肩関節周囲炎  (凍結肩)


 
肩の構造

肩関節は肩甲骨の関節窩と上腕骨の骨頭で構成されています。関節窩の面積は骨頭の3分の1しかありません。そのため、肩関節は解剖学的に不安定性が生じやすい関節です。また、人体で最大の可動域(関節の動く範囲)を有しているため、他の関節に比べ容易に不安定に陥りやすい関節となります。したがって、肩関節は、骨や関節以外の軟部組織である関節包関節唇腱板、靭帯などで安定性と支持性を得ています。


 
五十肩(肩関節周囲炎)の由来

戦国時代から江戸時代にさかのぼります。当時は疫病や天災、餓死、戦死などで平均寿命は短命で、「人生五十年」と言われていた時代です。それゆえ五十歳代で肩が痛むと、長生きの証だと言われ「長寿病」とつぶやかれていたそうです。



肩関節周囲炎(凍結肩)について

肩関節は骨と軟骨と軟部組織(滑液包や腱板、腱、筋肉など)で構成されています。肩関節周囲炎とは、骨と軟骨に異常はなく、関節包など軟部組織が炎症を生じ肩の疼痛や運動障害を起こす疾患です。明らかな原因は不明です。軟部組織の老化現象が基盤となり、軽微な外傷(ケガ)などの環境因子や血行障害が絡み合い癒着性関節包炎や肩峰下滑液包炎、腱板炎、腱鞘炎を伴い生ずると考えられています。


症状
症状は痛み、運動障害です(重症では関節がガチガチに固まることより
「凍結肩」と呼ばれます)。初期は結帯動作(帯を結ぶ動作)や外旋(肩を外に捻る動作)、前方挙上(万歳する動作)の運動障害を認め、次第に増悪されます。進行すると夜間痛(寝返りの時)で目を覚めると訴えられます。

診断
レントゲン検査で異常所見がないことが確認できれば容易です。なお軟部組織の異常(肩峰下滑液包炎や腱板損傷)はエコーで確認します。鑑別(見極める)疾患には石灰沈着性腱板炎(石灰性腱炎)腱板損傷インピンジメント症候群変形性肩関節症などがあります。なお詳細な情報収集にMRIが必要となります。

治療
1)保存的治療(手術しない方法)が原則です。
疼痛緩和のために、リハビリとして
物理療法を行い、薬物療法としてアセトアミノフェン非ステロイド性抗炎症剤外皮用薬などを短期間処方します。
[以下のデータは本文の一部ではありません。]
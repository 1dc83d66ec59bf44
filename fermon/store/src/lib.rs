#![no_std]
#![forbid(unsafe_code)]

//! # Fermon Store
//!
//! Power-loss tolerant record log on byte-addressable NVM:
//!
//! - [`Nvm`]: the device abstraction
//! - [`LogRecord`] / [`ConfigRecord`]: fixed-size little-endian codecs
//! - [`LogStore`]: the ring of sequence-numbered records, its recovery
//!   scan and the config slot
//!
//! Every operation reports failure through [`fermon_core::FmResult`]; a
//! store that failed to initialize answers `Unavailable` and the caller
//! keeps sampling without persistence.

pub mod config;
pub mod nvm;
pub mod record;
pub mod ring;

#[cfg(any(test, feature = "mock"))]
pub mod mock;

pub use config::*;
pub use nvm::*;
pub use record::*;
pub use ring::*;

#[cfg(any(test, feature = "mock"))]
pub use mock::{MemNvm, MemNvmError};

#[cfg(test)]
mod tests;
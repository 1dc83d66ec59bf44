//! Exact-wait scheduler
//!
//! Wraps the single hardware one-shot timer. One timed operation at a time
//! may hold the lock; while it does, every other operation's `try_acquire`
//! reports [`FmError::WouldBlock`].
//!
//! ```text
//!            try_acquire          arm(us)
//!   Free ───────────────▶ Locked ────────▶ Running
//!    ▲                      │  ▲             │
//!    │       release        │  └─────────────┘
//!    └──────────────────────┘   timer interrupt
//! ```

use critical_section::CriticalSection;
use fermon_core::{fm_trace, FmError, FmResult, Micros};

use crate::timed::{Caller, Step, TimedEntry};

/// Hardware one-shot timer used for microsecond waits
pub trait OneShotTimer: Send {
    /// Input clock of the timer
    fn tick_hz(&self) -> u32;

    /// Load `ticks` and start counting; the interrupt fires once at expiry.
    fn start(&mut self, ticks: u64);

    /// Stop the timer and clear any pending expiry.
    fn stop(&mut self);
}

/// Exact-wait lock state
#[derive(Debug, Clone, Copy, PartialEq, Eq)]
pub enum LockState {
    Free,
    /// Owned, no wait programmed
    Locked,
    /// Owned, one-shot timer counting
    Running,
}

#[cfg(feature = "defmt")]
impl defmt::Format for LockState {
    fn format(&self, fmt: defmt::Formatter) {
        match self {
            LockState::Free => defmt::write!(fmt, "Free"),
            LockState::Locked => defmt::write!(fmt, "Locked"),
            LockState::Running => defmt::write!(fmt, "Running"),
        }
    }
}

/// Object-safe view of the exact-wait scheduler handed to timed operations
pub trait ExactPort {
    fn state(&self) -> LockState;

    /// Free → Locked, or `WouldBlock`.
    fn try_acquire(&mut self) -> FmResult<()>;

    /// Locked → Running; programs the one-shot timer and records `target`
    /// as the operation to resume from the interrupt.
    fn arm(&mut self, duration: Micros, target: &'static dyn TimedEntry) -> FmResult<()>;

    /// Locked/Running → Free; forgets the resume target.
    fn release(&mut self);
}

/// The exact-wait scheduler state, owned by the kernel
pub struct ExactWait<T> {
    timer: T,
    state: LockState,
    target: Option<&'static dyn TimedEntry>,
    arms: u32,
}

impl<T: OneShotTimer> ExactWait<T> {
    pub const fn new(timer: T) -> Self {
        Self {
            timer,
            state: LockState::Free,
            target: None,
            arms: 0,
        }
    }

    /// One-shot timer interrupt entry.
    ///
    /// Drops back to Locked and resumes the recorded operation with
    /// [`Caller::Timer`]. The operation either arms again or releases.
    /// Returns `None` for a spurious expiry with nothing running.
    pub fn on_interrupt(&mut self, cs: CriticalSection<'_>) -> Option<Step> {
        self.timer.stop();
        if self.state != LockState::Running {
            return None;
        }
        self.state = LockState::Locked;
        let target = self.target?;
        Some(target.resume(cs, self, Caller::Timer))
    }

    /// Total number of waits programmed since boot
    pub fn arms(&self) -> u32 {
        self.arms
    }

    pub fn timer(&self) -> &T {
        &self.timer
    }

    pub fn timer_mut(&mut self) -> &mut T {
        &mut self.timer
    }
}

impl<T: OneShotTimer> ExactPort for ExactWait<T> {
    fn state(&self) -> LockState {
        self.state
    }

    fn try_acquire(&mut self) -> FmResult<()> {
        if self.state != LockState::Free {
            return Err(FmError::WouldBlock);
        }
        self.state = LockState::Locked;
        Ok(())
    }

    fn arm(&mut self, duration: Micros, target: &'static dyn TimedEntry) -> FmResult<()> {
        if self.state != LockState::Locked {
            return Err(FmError::InvalidArgument);
        }
        let ticks = duration.to_timer_ticks(self.timer.tick_hz()).max(1);
        fm_trace!("exact wait {} ticks", ticks);
        self.target = Some(target);
        self.state = LockState::Running;
        self.arms = self.arms.wrapping_add(1);
        self.timer.start(ticks);
        Ok(())
    }

    fn release(&mut self) {
        self.timer.stop();
        self.target = None;
        self.state = LockState::Free;
    }
}
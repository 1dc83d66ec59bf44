#![no_std]
#![forbid(unsafe_code)]

//! # Fermon Sensors
//!
//! Sensor tasks for the fermentation monitor, each a [`fermon_coop::Task`]
//! over the [`fermon_kernel::Kernel`]:
//!
//! - [`Ds18b20`]: temperature over a bit-banged [`OneWire`] bus
//! - [`Hx711Task`]: weight from an [`Hx711`] load-cell amplifier
//! - [`Bubble`]: airlock bubble integral and CO2 fill/dump count
//! - [`Mq3`]: ethanol level
//!
//! Bit-banged protocols run as timed operations and have to live in statics
//! (`&'static Timed<_>`) so the one-shot interrupt can resume them. Each
//! task publishes readings with a new-data flag consumed by `take_new`.

pub mod adc;
pub mod bubble;
pub mod ds18b20;
pub mod hx711;
pub mod mq3;
pub mod onewire;

pub use adc::*;
pub use bubble::*;
pub use ds18b20::*;
pub use hx711::*;
pub use mq3::*;
pub use onewire::*;
//! Tick source bookkeeping
//!
//! The tick interrupt raises a flag the main loop consumes. If the flag is
//! still raised when the next tick arrives the main loop is lagging; each such
//! overrun spends one unit of a latency budget that starts at 255.

use core::sync::atomic::{AtomicBool, AtomicU32, AtomicU8, Ordering};

/// Initial latency budget
pub const LATENCY_BUDGET: u8 = 255;

/// Interrupt-writable tick state
///
/// All fields are atomics written from the tick interrupt with plain
/// load/store pairs; only that interrupt writes `count` and `budget`.
pub struct TickSource {
    pending: AtomicBool,
    budget: AtomicU8,
    count: AtomicU32,
}

impl TickSource {
    pub const fn new() -> Self {
        Self {
            pending: AtomicBool::new(false),
            budget: AtomicU8::new(LATENCY_BUDGET),
            count: AtomicU32::new(0),
        }
    }

    /// Record one tick. Returns true if the previous tick was never consumed.
    pub fn on_interrupt(&self) -> bool {
        self.count
            .store(self.count.load(Ordering::Relaxed).wrapping_add(1), Ordering::Relaxed);
        let overrun = self.pending.load(Ordering::Acquire);
        if overrun {
            let left = self.budget.load(Ordering::Relaxed);
            self.budget.store(left.saturating_sub(1), Ordering::Relaxed);
        }
        self.pending.store(true, Ordering::Release);
        overrun
    }

    /// Consume the tick flag from the main loop.
    pub fn take(&self) -> bool {
        critical_section::with(|_| {
            let was = self.pending.load(Ordering::Acquire);
            self.pending.store(false, Ordering::Release);
            was
        })
    }

    /// Ticks since boot, wrapping.
    pub fn count(&self) -> u32 {
        self.count.load(Ordering::Relaxed)
    }

    /// Number of overruns seen, saturating at 255.
    pub fn overruns(&self) -> u8 {
        LATENCY_BUDGET - self.budget.load(Ordering::Relaxed)
    }
}

impl Default for TickSource {
    fn default() -> Self {
        Self::new()
    }
}
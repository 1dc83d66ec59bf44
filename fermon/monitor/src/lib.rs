#![no_std]
#![forbid(unsafe_code)]

//! # Fermon Monitor
//!
//! Main-loop composition of the fermentation monitor. Sensor tasks are
//! wrapped in [`Publishing`] so their readings land in the [`Station`]'s
//! [`Latest`] record; the [`Monitor`] runs last in every pass and appends
//! that record to the log whenever the store interval runs out.
//!
//! ```ignore
//! static KERNEL: Kernel<Timer1> = Kernel::new(Timer1::new());
//!
//! let mut monitor = Monitor::boot(eeprom, &mut delay, &KERNEL);
//! let mut bubble = Bubble::new(adc2, hall, &KERNEL);
//! monitor.configure_bubble(&mut bubble);
//!
//! let mut bubble = Publishing(bubble);
//! let mut scale = Publishing(Hx711Task::new(SCALE.init(..), &KERNEL));
//! let mut ethanol = Publishing(Mq3::new(adc0, &KERNEL));
//! let mut thermo = Publishing(Ds18b20::new(BUS.init(..), &KERNEL));
//!
//! let station = Station::new(&KERNEL);
//! let mut sched: Scheduler<Station<'_, Timer1>> = Scheduler::new();
//! sched.register(&mut bubble)?;
//! sched.register(&mut scale)?;
//! sched.register(&mut ethanol)?;
//! sched.register(&mut thermo)?;
//! sched.register(&mut monitor)?;
//! sched.run(&station, |_| {});
//! ```

pub mod latest;
pub mod monitor;
pub mod station;

pub use latest::*;
pub use monitor::*;
pub use station::*;
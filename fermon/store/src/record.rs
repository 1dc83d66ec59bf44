//! Log record codec
//!
//! 16 bytes, little-endian, sequence number last:
//!
//! | offset | size | field       |
//! |--------|------|-------------|
//! | 0      | 4    | weight      |
//! | 4      | 2    | temperature |
//! | 6      | 2    | ethanol     |
//! | 8      | 4    | bubble      |
//! | 12     | 2    | co2         |
//! | 14     | 1    | reserved    |
//! | 15     | 1    | n           |
//!
//! `n` is the last byte programmed, so a write cut short leaves the slot's
//! previous sequence number in place and the slot is reused after reboot.

/// Encoded record size in bytes
pub const RECORD_SIZE: usize = 16;

/// Offset of the sequence byte inside a record
pub const SEQ_OFFSET: usize = RECORD_SIZE - 1;

/// Sequence number of a slot that was never written (erased NVM)
pub const SEQ_UNWRITTEN: u8 = 0xFF;

/// Sequence numbers cycle through `0..SEQ_DOMAIN`; 254 is never used
pub const SEQ_DOMAIN: u8 = 254;

/// Sequence number following `n`
pub const fn next_seq(n: u8) -> u8 {
    ((n as u16 + 1) % SEQ_DOMAIN as u16) as u8
}

/// One sampling epoch
#[derive(Debug, Clone, Copy, Default, PartialEq, Eq)]
pub struct LogRecord {
    /// Load cell sum of samples, signed
    pub weight: i32,
    /// DS18B20 raw, 12.4 fixed point
    pub temperature: u16,
    /// MQ-3 ADC reading
    pub ethanol: u16,
    /// Bubble integral
    pub bubble: u32,
    /// CO2 hall sensor edge count
    pub co2: u16,
    pub reserved: u8,
    /// Sequence number, stamped by the store
    pub n: u8,
}

impl LogRecord {
    pub const fn empty() -> Self {
        Self {
            weight: 0,
            temperature: 0,
            ethanol: 0,
            bubble: 0,
            co2: 0,
            reserved: 0,
            n: SEQ_UNWRITTEN,
        }
    }

    pub fn to_bytes(&self) -> [u8; RECORD_SIZE] {
        let mut b = [0u8; RECORD_SIZE];
        b[0..4].copy_from_slice(&self.weight.to_le_bytes());
        b[4..6].copy_from_slice(&self.temperature.to_le_bytes());
        b[6..8].copy_from_slice(&self.ethanol.to_le_bytes());
        b[8..12].copy_from_slice(&self.bubble.to_le_bytes());
        b[12..14].copy_from_slice(&self.co2.to_le_bytes());
        b[14] = self.reserved;
        b[SEQ_OFFSET] = self.n;
        b
    }

    pub fn from_bytes(b: &[u8; RECORD_SIZE]) -> Self {
        Self {
            weight: i32::from_le_bytes([b[0], b[1], b[2], b[3]]),
            temperature: u16::from_le_bytes([b[4], b[5]]),
            ethanol: u16::from_le_bytes([b[6], b[7]]),
            bubble: u32::from_le_bytes([b[8], b[9], b[10], b[11]]),
            co2: u16::from_le_bytes([b[12], b[13]]),
            reserved: b[14],
            n: b[SEQ_OFFSET],
        }
    }

    /// The slot holding this record has been written at least once
    pub fn is_written(&self) -> bool {
        self.n != SEQ_UNWRITTEN
    }
}

#[cfg(feature = "defmt")]
impl defmt::Format for LogRecord {
    fn format(&self, fmt: defmt::Formatter) {
        defmt::write!(
            fmt,
            "LogRecord{{n: {}, w: {}, t: {}, eth: {}, bub: {}, co2: {}}}",
            self.n,
            self.weight,
            self.temperature,
            self.ethanol,
            self.bubble,
            self.co2
        );
    }
}
//! In-memory NVM with fault injection

use crate::nvm::Nvm;

/// Fault reported by [`MemNvm`]
#[derive(Debug, Clone, Copy, PartialEq, Eq)]
pub enum MemNvmError {
    /// Peripheral not ready (injected)
    NotReady,
    /// Access past the end of the array
    Bounds,
    /// Read rejected (injected)
    Read,
    /// Program rejected (injected)
    Program,
    /// Power cut mid-program (injected)
    PowerLoss,
}

/// RAM-backed NVM of `SIZE` bytes, erased to 0xFF
pub struct MemNvm<const SIZE: usize> {
    cells: [u8; SIZE],
    init_failures: u32,
    init_calls: u32,
    fail_programs: u32,
    fail_read_at: Option<usize>,
    cut_after: Option<usize>,
    programs: u32,
}

impl<const SIZE: usize> MemNvm<SIZE> {
    pub const fn new() -> Self {
        Self {
            cells: [0xFF; SIZE],
            init_failures: 0,
            init_calls: 0,
            fail_programs: 0,
            fail_read_at: None,
            cut_after: None,
            programs: 0,
        }
    }

    /// Fail the next `n` calls to `init`.
    pub fn fail_init(&mut self, n: u32) {
        self.init_failures = n;
    }

    /// Reject the next `n` program operations without touching cells.
    pub fn fail_programs(&mut self, n: u32) {
        self.fail_programs = n;
    }

    /// Fail the next read that covers byte `addr`.
    pub fn fail_read_at(&mut self, addr: usize) {
        self.fail_read_at = Some(addr);
    }

    /// Cut power during the next program after `bytes` bytes have landed.
    pub fn cut_power_after(&mut self, bytes: usize) {
        self.cut_after = Some(bytes);
    }

    /// Overwrite a cell directly, bypassing the program path.
    pub fn poke(&mut self, addr: usize, value: u8) {
        if let Some(c) = self.cells.get_mut(addr) {
            *c = value;
        }
    }

    pub fn cells(&self) -> &[u8] {
        &self.cells
    }

    pub fn init_calls(&self) -> u32 {
        self.init_calls
    }

    /// Successful program operations
    pub fn programs(&self) -> u32 {
        self.programs
    }

    fn range(&self, addr: u32, len: usize) -> Result<core::ops::Range<usize>, MemNvmError> {
        let start = addr as usize;
        let end = start.checked_add(len).ok_or(MemNvmError::Bounds)?;
        if end > SIZE {
            return Err(MemNvmError::Bounds);
        }
        Ok(start..end)
    }
}

impl<const SIZE: usize> Default for MemNvm<SIZE> {
    fn default() -> Self {
        Self::new()
    }
}

impl<const SIZE: usize> Nvm for MemNvm<SIZE> {
    type Error = MemNvmError;

    fn init(&mut self) -> Result<(), MemNvmError> {
        self.init_calls += 1;
        if self.init_failures > 0 {
            self.init_failures -= 1;
            return Err(MemNvmError::NotReady);
        }
        Ok(())
    }

    fn size(&self) -> u32 {
        SIZE as u32
    }

    fn read(&mut self, addr: u32, buf: &mut [u8]) -> Result<(), MemNvmError> {
        let r = self.range(addr, buf.len())?;
        if self.fail_read_at.is_some_and(|a| r.contains(&a)) {
            self.fail_read_at = None;
            return Err(MemNvmError::Read);
        }
        buf.copy_from_slice(&self.cells[r]);
        Ok(())
    }

    fn program(&mut self, addr: u32, data: &[u8]) -> Result<(), MemNvmError> {
        let r = self.range(addr, data.len())?;
        if self.fail_programs > 0 {
            self.fail_programs -= 1;
            return Err(MemNvmError::Program);
        }
        if let Some(n) = self.cut_after.take() {
            let n = n.min(data.len());
            self.cells[r.start..r.start + n].copy_from_slice(&data[..n]);
            return Err(MemNvmError::PowerLoss);
        }
        self.cells[r].copy_from_slice(data);
        self.programs += 1;
        Ok(())
    }

    fn mass_erase(&mut self) -> Result<(), MemNvmError> {
        self.cells = [0xFF; SIZE];
        Ok(())
    }
}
慢性化した頑固な疼痛にはトラマドール塩酸塩デュロキセチンを検討します。夜間痛を訴える症例ではステロイド関節内注射ヒアルロン酸注射を行います。また神経ブロック療法として肩甲上神経ブロックトリガーポイントブロックなどを考慮します。これらの処置で疼痛を緩和しながら運動療法として肩のストレッチングコドマン体操筋力強化訓練などを指示します。

手術的治療
これらで改善されない症例は、超音波下で神経ブロック麻酔をして徒手整復(サイレントマニピュレーション)や鏡視下肩関節授動術(肩関節内の癒着した組織を剥離や切除する術式)が検討されます。

五十肩はいつの間にか治るだろうと考えられておられるようですが、放置した結果、治るまでに長期間を要し、日常生活動作や趣味、スポーツに悪影響を及ぼした症例や後遺症(肩が固まって機能障害を残したまま回復しない状態)も経験します。早期の診断と治療が大切です。